Return the records exactly, please. Every line should match.

────

//! WebSocket transport: origin-derived URLs and the tungstenite connector

use super::types::{TransportEvent, WsConfig};
use crate::error::FeedError;
use futures_util::{SinkExt, StreamExt};
use tokio::sync::mpsc;
use tokio::time::Instant;
use tokio_tungstenite::tungstenite::client::IntoClientRequest;
use tokio_tungstenite::tungstenite::handshake::client::Request;
use tokio_tungstenite::tungstenite::protocol::frame::coding::CloseCode;
use tokio_tungstenite::tungstenite::protocol::CloseFrame;
use tokio_tungstenite::{connect_async, tungstenite::Message};

/// Opens transport handles for a supervisor
///
/// `open` is synchronous: it either fails outright (bad URL, no runtime) or
/// hands back the receiving end of a live connection whose events arrive in
/// delivery order. Dropping the receiver must close the connection.
pub trait Connector: Send + Sync + 'static {
    fn open(&self, url: &str) -> Result<mpsc::Receiver<TransportEvent>, FeedError>;
}

/// Build the stream URL for `endpoint_path` on the page `origin`
///
/// `https` origins map to `wss`, `http` to `ws`. Any path already on the
/// origin is discarded.
pub fn stream_url(origin: &str, endpoint_path: &str) -> Result<String, FeedError> {
    let invalid = || FeedError::InvalidOrigin(origin.to_string());

    let (scheme, rest) = origin.trim().split_once("://").ok_or_else(invalid)?;
    let ws_scheme = match scheme.to_ascii_lowercase().as_str() {
        "https" | "wss" => "wss",
        "http" | "ws" => "ws",
        _ => return Err(invalid()),
    };

    let host = rest.split(['/', '?', '#']).next().unwrap_or_default();
    if host.is_empty() {
        return Err(invalid());
    }

    let path = endpoint_path.trim();
    if path.starts_with('/') {
        Ok(format!("{ws_scheme}://{host}{path}"))
    } else {
        Ok(format!("{ws_scheme}://{host}/{path}"))
    }
}

/// Connector backed by `tokio-tungstenite`
///
/// Each handle is a spawned task that owns the socket, answers pings, sends
/// its own keepalive pings, and closes with a Normal close frame once the
/// supervisor drops the receiver.
pub struct WsConnector {
    config: WsConfig,
}

impl WsConnector {
    pub fn new(config: WsConfig) -> Self {
        Self { config }
    }
}

impl Default for WsConnector {
    fn default() -> Self {
        Self::new(WsConfig::default())
    }
}

impl Connector for WsConnector {
    fn open(&self, url: &str) -> Result<mpsc::Receiver<TransportEvent>, FeedError> {
        let request = url
            .into_client_request()
            .map_err(|e| FeedError::InvalidUrl {
                url: url.to_string(),
                reason: e.to_string(),
            })?;
        let runtime = tokio::runtime::Handle::try_current().map_err(|_| FeedError::NoRuntime)?;

        let (tx, rx) = mpsc::channel(self.config.channel_capacity);
        let config = self.config.clone();

        runtime.spawn(async move {
            if let Err(e) = run_transport(request, &tx, &config).await {
                tracing::debug!(error = %e, "WebSocket transport ended with error");
                let _ = tx.send(TransportEvent::Error(e.to_string())).await;
                let _ = tx.send(TransportEvent::Closed { code: None }).await;
            }
        });

        Ok(rx)
    }
}

/// Connect and stream frames into `tx` until either side closes
async fn run_transport(
    request: Request,
    tx: &mpsc::Sender<TransportEvent>,
    config: &WsConfig,
) -> Result<(), FeedError> {
    tracing::debug!(uri = %request.uri(), "Opening WebSocket");

    let (ws_stream, _response) = connect_async(request).await?;
    let (mut write, mut read) = ws_stream.split();

    if tx.send(TransportEvent::Opened).await.is_err() {
        return Ok(());
    }

    let mut ping_interval = tokio::time::interval(config.ping_interval);
    ping_interval.set_missed_tick_behavior(tokio::time::MissedTickBehavior::Skip);
    // first tick completes immediately
    ping_interval.tick().await;

    let mut pong_deadline: Option<Instant> = None;

    loop {
        tokio::select! {
            msg = read.next() => {
                match msg {
                    Some(Ok(Message::Text(text))) => {
                        if tx.send(TransportEvent::Message(text)).await.is_err() {
                            let _ = write.send(normal_close()).await;
                            return Ok(());
                        }
                    }
                    Some(Ok(Message::Ping(data))) => {
                        write.send(Message::Pong(data)).await?;
                    }
                    Some(Ok(Message::Pong(_))) => {
                        pong_deadline = None;
                    }
                    Some(Ok(Message::Close(frame))) => {
                        let code = frame.map(|f| u16::from(f.code));
                        tracing::debug!(?code, "Received close frame");
                        let _ = tx.send(TransportEvent::Closed { code }).await;
                        return Ok(());
                    }
                    Some(Ok(_)) => {
                        // binary and raw frames are not part of the protocol
                    }
                    Some(Err(e)) => return Err(e.into()),
                    None => return Err(FeedError::StreamEnded),
                }
            }

            _ = tx.closed() => {
                tracing::debug!("Supervisor released transport, closing");
                let _ = write.send(normal_close()).await;
                return Ok(());
            }

            _ = async {
                match pong_deadline {
                    Some(deadline) => tokio::time::sleep_until(deadline).await,
                    None => std::future::pending().await,
                }
            } => {
                return Err(FeedError::PongTimeout);
            }

            _ = ping_interval.tick() => {
                write.send(Message::Ping(Vec::new())).await?;
                if pong_deadline.is_none() {
                    pong_deadline = Some(Instant::now() + config.pong_timeout);
                }
            }
        }
    }
}

fn normal_close() -> Message {
    Message::Close(Some(CloseFrame {
        code: CloseCode::Normal,
        reason: "client disconnect".into(),
    }))
}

────

EXERCISE RESULT:
//! WebSocket transport: origin-derived URLs and the tungstenite connector

use super::types::{TransportEvent, WsConfig};
use crate::error::FeedError;
use futures_util::{SinkExt, StreamExt};
use tokio::sync::mpsc;
use tokio::time::Instant;
use tokio_tungstenite::tungstenite::client::IntoClientRequest;
use tokio_tungstenite::tungstenite::handshake::client::Request;
use tokio_tungstenite::tungstenite::protocol::frame::coding::CloseCode;
use tokio_tungstenite::tungstenite::protocol::CloseFrame;
use tokio_tungstenite::{connect_async, tungstenite::Message};

/// Opens transport handles for a supervisor
///
/// `open` is synchronous: it either fails outright (bad URL, no runtime) or
/// hands back the receiving end of a live connection whose events arrive in
/// delivery order. Dropping the receiver must close the connection.
pub trait Connector: Send + Sync + 'static {
    fn open(&self, url: &str) -> Result<mpsc::Receiver<TransportEvent>, FeedError>;
}

/// Build the stream URL for `endpoint_path` on the page `origin`
///
/// `https` origins map to `wss`, `http` to `ws`. Any path already on the
/// origin is discarded.
pub fn stream_url(origin: &str, endpoint_path: &str) -> Result<String, FeedError> {
    let invalid = || FeedError::InvalidOrigin(origin.to_string());

    let (scheme, rest) = origin.trim().split_once("://").ok_or_else(invalid)?;
    let ws_scheme = match scheme.to_ascii_lowercase().as_str() {
        "https" | "wss" => "wss",
        "http" | "ws" => "ws",
        _ => return Err(invalid()),
    };

    let host = rest.split(['/', '?', '#']).next().unwrap_or_default();
    if host.is_empty() {
        return Err(invalid());
    }

    let path = endpoint_path.trim();
    if path.starts_with('/') {
        Ok(format!("{ws_scheme}://{host}{path}"))
    } else {
        Ok(format!("{ws_scheme}://{host}/{path}"))
    }
}

/// Connector backed by `tokio-tungstenite`
///
/// Each handle is a spawned task that owns the socket, answers pings, sends
/// its own keepalive pings, and closes with a Normal close frame once the
/// supervisor drops the receiver.
pub struct WsConnector {
    config: WsConfig,
}

impl WsConnector {
    pub fn new(config: WsConfig) -> Self {
        Self { config }
    }
}

impl Default for WsConnector {
    fn default() -> Self {
        Self::new(WsConfig::default())
    }
}

impl Connector for WsConnector {
    fn open(&self, url: &str) -> Result<mpsc::Receiver<TransportEvent>, FeedError> {
        let request = url
            .into_client_request()
            .map_err(|e| FeedError::InvalidUrl {
                url: url.to_string(),
                reason: e.to_string(),
            })?;
        let runtime = tokio::runtime::Handle::try_current().map_err(|_| FeedError::NoRuntime)?;

        let (tx, rx) = mpsc::channel(self.config.channel_capacity);
        let config = self.config.clone();

        runtime.spawn(async move {
            if let Err(e) = run_transport(request, &tx, &config).await {
                tracing::debug!(error = %e, "WebSocket transport ended with error");
                let _ = tx.send(TransportEvent::Error(e.to_string())).await;
                let _ = tx.send(TransportEvent::Closed { code: None }).await;
            }
        });

        Ok(rx)
    }
}

/// Connect and stream frames into `tx` until either side closes
async fn run_transport(
    request: Request,
    tx: &mpsc::Sender<TransportEvent>,
    config: &WsConfig,
) -> Result<(), FeedError> {
    tracing::debug!(uri = %request.uri(), "Opening WebSocket");

    let (ws_stream, _response) = connect_async(request).await?;
    let (mut write, mut read) = ws_stream.split();

    if tx.send(TransportEvent::Opened).await.is_err() {
        return Ok(());
    }

    let mut ping_interval = tokio::time::interval(config.ping_interval);
    ping_interval.set_missed_tick_behavior(tokio::time::MissedTickBehavior::Skip);
    // first tick completes immediately
    ping_interval.tick().await;

    let mut pong_deadline: Option<Instant> = None;

    loop {
        tokio::select! {
            msg = read.next() => {
                match msg {
                    Some(Ok(Message::Text(text))) => {
                        if tx.send(TransportEvent::Message(text)).await.is_err() {
                            let _ = write.send(normal_close()).await;
                            return Ok(());
                        }
                    }
                    Some(Ok(Message::Ping(data))) => {
                        write.send(Message::Pong(data)).await?;
                    }
                    Some(Ok(Message::Pong(_))) => {
                        pong_deadline = None;
                    }
                    Some(Ok(Message::Close(frame))) => {
                        let code = frame.map(|f| u16::from(f.code));
                        tracing::debug!(?code, "Received close frame");
                        let _ = tx.send(TransportEvent::Closed { code }).await;
                        return Ok(());
                    }
                    Some(Ok(_)) => {
                        // binary and raw frames are not part of the protocol
                    }
                    Some(Err(e)) => return Err(e.into()),
                    None => return Err(FeedError::StreamEnded),
                }
            }

            _ = tx.closed() => {
                tracing::debug!("Supervisor released transport, closing");
                let _ = write.send(normal_close()).await;
                return Ok(());
            }

            _ = async {
                match pong_deadline {
                    Some(deadline) => tokio::time::sleep_until(deadline).await,
                    None => std::future::pending().await,
                }
            } => {
                return Err(FeedError::PongTimeout);
            }

            _ = ping_interval.tick() => {
                write.send(Message::Ping(Vec::new())).await?;
                if pong_deadline.is_none() {
                    pong_deadline = Some(Instant::now() + config.pong_timeout);
                }
            }
        }
    }
}

fn normal_close() -> Message {
    Message::Close(Some(CloseFrame {
        code: CloseCode::Normal,
        reason: "client disconnect".into(),
    }))
}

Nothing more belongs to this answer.